Andiamo a sbattere se mettiamo i giovani contro gli anziani
La stagione del “coronavirus”, con il suo intreccio di vicende drammatiche entro una stagnazione greve e vischiosa, non aiuta le riflessioni con distacco emotivo.
Tanto più se si hanno – come nel mio caso – più di 80 anni, cioè un’età che colloca “di diritto” nel novero dei candidati più esposti all’esito nefasto della malattia. Con il problema di conciliare la massima “memento homo qui pulvis es…”, con la crescente sensazione di poter essere alla fin fine considerati da qualcuno come una zavorra a perdere senza rimpiangerla più di tanto; dalla quale anzi partire per teorizzare biecamente che una considerevole diminuzione del numero dei vecchi non solo non comprometterebbe la funzionalità del sistema economico, ma addirittura finirebbe per favorirla riducendo i costi pensionistici e sanitari…

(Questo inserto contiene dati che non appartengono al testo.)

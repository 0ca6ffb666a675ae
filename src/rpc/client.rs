//! Node RPC client with sticky failover.
//!
//! # Responsibilities
//! - Walk the ordered endpoint list on `Connection`/`NodeBusy` failures
//! - Surface `Auth`/`Protocol` failures immediately
//! - Pin the last endpoint that answered as the first choice for later calls
//! - Pause between full passes over the list

use std::sync::atomic::{AtomicUsize, Ordering};
use std::sync::Arc;
use std::time::Duration;

use serde_json::Value;

use crate::config::NetworkConfig;
use crate::observability::metrics;
use crate::resilience::{Sleeper, TokioSleeper};
use crate::rpc::rate_limit::CallRateLimiter;
use crate::rpc::transport::{HttpTransport, RpcTransport};
use crate::rpc::types::{RpcEndpoint, RpcError, RpcResult};

/// Failover-aware JSON-RPC client.
#[derive(Clone)]
pub struct RpcClient {
    endpoints: Arc<Vec<RpcEndpoint>>,
    transport: Arc<dyn RpcTransport>,
    /// Index of the sticky endpoint.
    preferred: Arc<AtomicUsize>,
    max_attempts: u32,
    retry_wait: Duration,
    sleeper: Arc<dyn Sleeper>,
    limiter: Option<Arc<CallRateLimiter>>,
}

impl RpcClient {
    /// Create a client over an arbitrary transport.
    pub fn new(
        endpoints: Vec<RpcEndpoint>,
        transport: Arc<dyn RpcTransport>,
        max_attempts: u32,
        retry_wait: Duration,
    ) -> RpcResult<Self> {
        if endpoints.is_empty() {
            return Err(RpcError::protocol("at least one RPC endpoint must be configured"));
        }
        Ok(Self {
            endpoints: Arc::new(endpoints),
            transport,
            preferred: Arc::new(AtomicUsize::new(0)),
            max_attempts: max_attempts.max(1),
            retry_wait,
            sleeper: Arc::new(TokioSleeper),
            limiter: None,
        })
    }

    /// Create an HTTP client from the network configuration.
    pub fn from_config(config: &NetworkConfig) -> RpcResult<Self> {
        let transport = HttpTransport::new(Duration::from_secs(config.timeout_secs))?;
        let endpoints = config.rpc_nodes.iter().map(RpcEndpoint::from).collect();
        let mut client = Self::new(
            endpoints,
            Arc::new(transport),
            config.max_attempts,
            Duration::from_secs(config.retry_wait_secs),
        )?;
        if let Some(rate) = config.rate_limit_per_sec {
            client.limiter = Some(Arc::new(CallRateLimiter::new(rate)));
        }

        tracing::info!(
            endpoints = client.endpoints.len(),
            primary = %client.endpoints[0].url,
            timeout_secs = config.timeout_secs,
            max_attempts = client.max_attempts,
            "RPC client initialized"
        );
        Ok(client)
    }

    /// Replace the sleeper used between full passes over the endpoint list.
    pub fn with_sleeper(mut self, sleeper: Arc<dyn Sleeper>) -> Self {
        self.sleeper = sleeper;
        self
    }

    /// The endpoint the next call will try first.
    pub fn preferred_endpoint(&self) -> &RpcEndpoint {
        &self.endpoints[self.preferred.load(Ordering::Relaxed) % self.endpoints.len()]
    }

    /// Perform one JSON-RPC call with failover.
    pub async fn call(&self, method: &str, params: Vec<Value>) -> RpcResult<Value> {
        let len = self.endpoints.len();
        let start = self.preferred.load(Ordering::Relaxed) % len;
        let mut last_error = None;

        for attempt in 0..self.max_attempts as usize {
            // Wrapped around to the first endpoint of this call: every endpoint failed once.
            if attempt > 0 && attempt % len == 0 {
                tracing::warn!(
                    method = method,
                    wait_secs = self.retry_wait.as_secs_f64(),
                    "All RPC endpoints failed, pausing before next pass"
                );
                self.sleeper.sleep(self.retry_wait).await;
            }

            let index = (start + attempt) % len;
            let endpoint = &self.endpoints[index];

            if let Some(limiter) = &self.limiter {
                limiter.acquire().await;
            }

            match self.transport.send(endpoint, method, &params).await {
                Ok(result) => {
                    if index != start {
                        tracing::info!(endpoint = %endpoint.url, "Pinned RPC endpoint after failover");
                    }
                    self.preferred.store(index, Ordering::Relaxed);
                    return Ok(result);
                }
                Err(e) => {
                    metrics::record_rpc_error(e.kind());
                    if !e.is_failover() {
                        tracing::error!(method = method, endpoint = %endpoint.url, error = %e, "RPC call failed");
                        return Err(e);
                    }
                    tracing::warn!(
                        method = method,
                        endpoint_idx = index,
                        attempt = attempt + 1,
                        error = %e,
                        "RPC error, trying next endpoint"
                    );
                    if len > 1 {
                        metrics::record_rpc_failover(&endpoint.url);
                    }
                    last_error = Some(e);
                }
            }
        }

        Err(last_error.unwrap_or_else(|| RpcError::protocol("no RPC attempt was made")))
    }
}

impl std::fmt::Debug for RpcClient {
    fn fmt(&self, f: &mut std::fmt::Formatter<'_>) -> std::fmt::Result {
        f.debug_struct("RpcClient")
            .field("endpoints", &self.endpoints)
            .field("preferred", &self.preferred.load(Ordering::Relaxed))
            .field("max_attempts", &self.max_attempts)
            .finish()
    }
}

Un ragionamento cinico, che – seppure mai chiaramente esplicitato – comincia a serpeggiare qua e là. In particolare fra coloro che si chiedono se la stagione del coronavirus (una volta conclusa ) si rivelerà un fattore di irreversibile declino o consentirà un rilancio economico-finanziario anche forte nel medio periodo. Un rilancio che (se avvenisse sulla pelle dei più deboli) non avrebbe nulla a che vedere con quanto insegnava il cardinale Martini, secondo cui: “spesso i tempi difficili sono stati l’occasione per temprare gli uomini e per aprire nuovi orizzonti”.
Una asimmetria che ovviamente non toglie nulla, al contrario valorizza, l’altruismo con cui donne e uomini generosi di ogni età (giovani compresi) si prestano volontariamente ad alleviare la solitudine degli anziani cercando di aiutarli nella sopravvivenza quotidiana.

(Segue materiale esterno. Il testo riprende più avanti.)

impl MintOrchestrator {
    pub fn new(
        node: Arc<dyn NodeApi>,
        fee_hint: Option<Arc<dyn FeeHintSource>>,
        config: &MinterConfig,
    ) -> Self {
        Self {
            fees: FeeEstimator::new(node.clone(), fee_hint, &config.fee),
            wallets: WalletSelector::from_config(config),
            utxos: UtxoSelector::new(ReservationSet::new(), config.mint.min_confirmations),
            mempool: MempoolGuard::new(node.clone(), &config.mempool),
            sleeper: Arc::new(TokioSleeper),
            policy: RetryPolicy::from(&config.retry),
            settings: MintSettings::from(config),
            last_broadcast: None,
            node,
        }
    }

    pub fn with_sleeper(mut self, sleeper: Arc<dyn Sleeper>) -> Self {
        self.sleeper = sleeper;
        self
    }

    pub fn with_policy(mut self, policy: RetryPolicy) -> Self {
        self.policy = policy;
        self
    }

    pub fn wallet_selector(&self) -> &WalletSelector {
        &self.wallets
    }

    pub fn reservations(&self) -> &Arc<ReservationSet> {
        self.utxos.reservations()
    }

    pub fn mempool(&self) -> &MempoolGuard {
        &self.mempool
    }

    /// Run every target once, in order. Never fails as a whole.
    pub async fn run_cycle(&mut self, targets: &[MintTarget]) -> CycleReport {
        let mut report = CycleReport::default();
        for target in targets {
            let status = self.run_target(target).await;
            metrics::record_mint_outcome(status.label(), &target.tick);
            match &status {
                TargetStatus::Done { txids } => {
                    tracing::info!(tick = %target.tick, txids = ?txids, "Target minted")
                }
                TargetStatus::Skipped { reason } => {
                    tracing::info!(tick = %target.tick, reason = %reason, "Target skipped")
                }
                TargetStatus::Failed { kind, error, .. } => {
                    tracing::error!(tick = %target.tick, kind = %kind, error = %error, "Target failed")
                }
            }
            report.outcomes.push(TargetOutcome {
                tick: target.tick.clone(),
                status,
            });
        }
        report
    }

    /// Mint one target, consulting the mempool guard first.
    pub async fn run_target(&mut self, target: &MintTarget) -> TargetStatus {
        let payload = match inscription::build(target, self.settings.max_script_bytes) {
            Ok(payload) => payload,
            Err(e) => {
                let error = MintError::from(e);
                return TargetStatus::Failed {
                    kind: error.kind(),
                    error: error.to_string(),
                    txids: Vec::new(),
                };
            }
        };

        if self.mempool.is_gated(&target.tick).await {
            return TargetStatus::Skipped {
                reason: "mint already pending in mempool".to_string(),
            };
        }

        let mut txids = Vec::new();
        for index in 0..target.batch {
            match self.mint_once(target, &payload, index).await {
                Ok(txid) => txids.push(txid),
                Err(error) => {
                    return TargetStatus::Failed {
                        kind: error.kind(),
                        error: error.to_string(),
                        txids,
                    }
                }
            }
        }
        TargetStatus::Done { txids }
    }

    /// One mint attempt, including its retries and restarts.
    ///
    /// The wallet cursor advances when the attempt ends, successfully or not.
    pub async fn mint_once(
        &mut self,
        target: &MintTarget,
        payload: &InscriptionPayload,
        index: u32,
    ) -> MintResult<String> {
        let attempt_id = Uuid::new_v4();
        let span = tracing::info_span!(
            "mint_attempt",
            attempt_id = %attempt_id,
            tick = %target.tick,
            batch_index = index
        );
        let result = self.drive(target, payload).instrument(span).await;
        self.wallets.advance();
        result
    }

    async fn drive(&mut self, target: &MintTarget, payload: &InscriptionPayload) -> MintResult<String> {
        let mut restarts = 0;
        'attempt: loop {
            let mut state = AttemptState::Start;
            let mut retries = 0;
            loop {
                if let AttemptState::Done { txid } = state {
                    return Ok(txid);
                }
                let step = state.phase().next();
                match self.advance(state, target, payload).await {
                    Ok(next) => {
                        tracing::debug!(phase = %step, "Step complete");
                        state = next;
                        retries = 0;
                    }
                    Err((previous, error)) => match decide(step, &error, retries, restarts, &self.policy) {
                        Decision::Retry(delay) => {
                            tracing::warn!(
                                phase = %step,
                                retry = retries + 1,
                                delay_ms = delay.as_millis() as u64,
                                error = %error,
                                "Step failed, retrying"
                            );
                            self.sleeper.sleep(delay).await;
                            retries += 1;
                            state = previous;
                        }
                        Decision::Restart => {
                            restarts += 1;
                            tracing::warn!(restart = restarts, error = %error, "Inputs conflict, restarting attempt");
                            drop(previous);
                            continue 'attempt;
                        }
                        Decision::Fail(FailureKind::MempoolConflict) if !matches!(error, MintError::MempoolConflict { .. }) => {
                            return Err(MintError::MempoolConflict {
                                restarts,
                                last: error.to_string(),
                            });
                        }
                        Decision::Fail(_) => return Err(error),
                    },
                }
            }
        }
    }

    /// Run the single collaborator call that leaves `state`.
    ///
    /// On failure the unchanged state is handed back with the error.
    async fn advance(
        &mut self,
        state: AttemptState,
        target: &MintTarget,
        payload: &InscriptionPayload,
    ) -> Result<AttemptState, (AttemptState, MintError)> {
        match state {
            AttemptState::Start => match self.fees.quote(self.settings.target_confirmations).await {
                Ok(fee) => Ok(AttemptState::FeeQuoted { fee }),
                Err(e) => Err((AttemptState::Start, e.into())),
            },

            AttemptState::FeeQuoted { fee } => {
                let required = self.spend_shape(&fee, payload).needed(1);
                match self
                    .wallets
                    .select(
                        self.node.as_ref(),
                        self.settings.min_confirmations,
                        required,
                        self.utxos.reservations(),
                    )
                    .await
                {
                    Ok(wallet) => {
                        tracing::info!(wallet = %wallet.label, fee_rate = fee.rate, source = %fee.source, "Wallet chosen");
                        Ok(AttemptState::WalletChosen { fee, wallet })
                    }
                    Err(e) => Err((AttemptState::FeeQuoted { fee }, e.into())),
                }
            }

            AttemptState::WalletChosen { fee, wallet } => {
                let shape = self.spend_shape(&fee, payload);
                match self.utxos.select(self.node.as_ref(), &wallet, shape).await {
                    Ok(selection) => Ok(AttemptState::UtxoReserved { wallet, selection }),
                    Err(e) => Err((AttemptState::WalletChosen { fee, wallet }, e.into())),
                }
            }

            AttemptState::UtxoReserved { wallet, selection } => {
                let inputs: Vec<TxInputRef> = selection
                    .utxos
                    .iter()
                    .map(|u| TxInputRef::from(&u.outpoint))
                    .collect();
                let destination = self
                    .settings
                    .destination
                    .clone()
                    .unwrap_or_else(|| wallet.address.clone());
                let outputs = plan_outputs(
                    &destination,
                    &wallet.address,
                    self.settings.postage,
                    selection.total(),
                    selection.fee,
                );
                match self.node.create_raw_transaction(&inputs, &outputs).await {
                    Ok(unsigned_hex) => Ok(AttemptState::PayloadBuilt {
                        selection,
                        unsigned_hex,
                    }),
                    Err(e) => Err((AttemptState::UtxoReserved { wallet, selection }, e.into())),
                }
            }

            AttemptState::PayloadBuilt {
                selection,
                unsigned_hex,
            } => {
                let signed = match self.node.sign_raw_transaction(&unsigned_hex).await {
                    Ok(signed) if signed.complete => signed,
                    Ok(_) => {
                        return Err((
                            AttemptState::PayloadBuilt {
                                selection,
                                unsigned_hex,
                            },
                            MintError::IncompleteSignature,
                        ))
                    }
                    Err(e) => {
                        return Err((
                            AttemptState::PayloadBuilt {
                                selection,
                                unsigned_hex,
                            },
                            e.into(),
                        ))
                    }
                };
                match embed_in_first_input(&signed.hex, payload.script()) {
                    Ok(signed_hex) => Ok(AttemptState::Signed {
                        selection,
                        signed_hex,
                    }),
                    Err(e) => Err((
                        AttemptState::PayloadBuilt {
                            selection,
                            unsigned_hex,
                        },
                        e.into(),
                    )),
                }
            }

            AttemptState::Signed {
                selection,
                signed_hex,
            } => {
                self.pace_broadcast().await;
                match self.node.send_raw_transaction(&signed_hex).await {
                    Ok(txid) => {
                        self.last_broadcast = Some(Instant::now());
                        tracing::info!(txid = %txid, tick = %target.tick, "Mint broadcast");
                        Ok(AttemptState::Broadcast { selection, txid })
                    }
                    Err(e) => Err((
                        AttemptState::Signed {
                            selection,
                            signed_hex,
                        },
                        e.into(),
                    )),
                }
            }

            AttemptState::Broadcast { selection, txid } => {
                selection.reservation.consume();
                Ok(AttemptState::Done { txid })
            }

            AttemptState::Done { txid } => Ok(AttemptState::Done { txid }),
        }
    }

    fn spend_shape(&self, fee: &FeeQuote, payload: &InscriptionPayload) -> SpendShape {
        SpendShape {
            required: self.settings.postage,
            fee_rate: fee.rate,
            outputs: FEE_OUTPUTS,
            inscription_bytes: payload.len(),
        }
    }

    /// Hold the next broadcast until the configured spacing has passed.
    async fn pace_broadcast(&self) {
        let (Some(spacing), Some(last)) = (self.settings.broadcast_spacing, self.last_broadcast) else {
            return;
        };
        let elapsed = last.elapsed();
        if elapsed < spacing {
            let wait = spacing - elapsed;
            tracing::debug!(wait_ms = wait.as_millis() as u64, "Pacing broadcast");
            self.sleeper.sleep(wait).await;
        }
    }
}
//! Mempool awareness.
//!
//! Detects mints of a tick that are already waiting for confirmation so the
//! engine does not stack duplicates behind them.

pub mod guard;

pub use guard::{MempoolGuard, MempoolStatus};
//! Fee estimation.
//!
//! # Data Flow
//! ```text
//! estimatesmartfee ──(no data / error)──> external fee hint ──(error)──> static floor
//!        │                                       │                          │
//!        └────────────── FeeQuote { rate, source } ◄────────────────────────┘
//! ```
//!
//! Rates are zatoshi per vbyte throughout.

pub mod estimator;

use thiserror::Error;

pub use estimator::{FeeEstimator, FeeQuote, FeeSource};

/// Errors from fee estimation.
#[derive(Debug, Clone, PartialEq, Eq, Error)]
pub enum FeeError {
    /// Every dynamic source failed and no floor is configured.
    #[error("no fee source available for {target} confirmations")]
    FeeUnavailable { target: u32 },
}

/// Result type for fee estimation.
pub type FeeResult<T> = Result<T, FeeError>;
//! Resilience subsystem.
//!
//! # Data Flow
//! ```text
//! Failed collaborator call inside a mint attempt:
//!     → mint::state::decide (retry, restart or fail, bounded by retries.rs)
//!     → backoff.rs (base × 2^retry, capped, optional jitter)
//!     → sleeper.rs (injected delay, cancellable)
//! ```
//!
//! # Design Decisions
//! - Every node call already carries a timeout in the RPC transport
//! - Retry decisions are pure; only the sleeper touches time
//! - Tests inject a recording sleeper instead of waiting

pub mod backoff;
pub mod retries;
pub mod sleeper;

pub use backoff::{backoff_delay, calculate_backoff};
pub use retries::RetryPolicy;
pub use sleeper::{RecordingSleeper, Sleeper, TokioSleeper};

Ma questa asimmetria generazionale è ben poca cosa rispetto ad altre asimmetrie che si riscontrano sul piano nazionale, europeo e mondiale. Asimmetrie dovute tutte alla logica (?) del “my country first”, che induce alcune regioni italiane a momenti di malcelata ostilità fra loro o con il governo centrale, per non dire della irresistibile tendenza di alcuni esponenti politici a polemizzare anche in tempi di coronavirus per tirare un po’ d’acqua al proprio mulino; o che porta la Germania e la Francia alla decisione di bloccare il transito verso l’Italia di materiale sanitario destinato e spettante al nostro paese, per tentare di dirottarlo ad impieghi locali; o che facilita la famigerata gaffe della presidente della Bce Christine Lagarde (“non siamo qui per ridurre lo spread”) ispirata, si dice, da ambienti tedeschi nient’affatto disponibili a solidarizzare con l’Italia nonostante le sue contingenti pesanti difficoltà; o asseconda la naturale vocazione di Donald Trump al bullismo egoistico, manifestatosi con il tentativo (sostenuto con l’offerta di una montagna di dollari) di scippare agli altri paesi, accaparrandosene l’esclusiva, un vaccino anti coronavirus cui sta lavorando la Società Curevac di Tubinga.
Il brutto delle asimmetrie è che tutti, chi più chi meno e ognuno con le sue diverse responsabilità, procediamo in ordine sparso, ciascuno per sé e per suo conto: dimenticando o trascurando il fatto che così alla fine si va tutti (tutti!) a sbattere, innescando una colossale e collettiva débacle politica, sociale ed economica. Perché quando si forma uno strappo non è possibile prevedere dove andrà a fermarsi e può anche accadere che esso si allarghi tanto da ridurre a brandelli il senso morale dell’ umanità.
Contro ogni asimmetria si staglia però il sacrificio di quanti lottano strenuamente – personale ospedaliero su tutti – per superare la cupa stagione che stiamo vivendo.
Come evocando le parole di Aldo Moro (riprese da molti in occasione del recente anniversario del suo sequestro e della strage della scorta) secondo cui: “ Se fosse possibile dire saltiamo questo tempo e andiamo direttamente a domani, credo che tutti accetteremmo di farlo. Ma non è possibile. Oggi dobbiamo vivere, oggi è la nostra responsabilità. Si tratta di essere coraggiosi e fiduciosi al tempo stesso. Si tratta di vivere il tempo che ci è dato vivere con tutte le sue difficoltà”.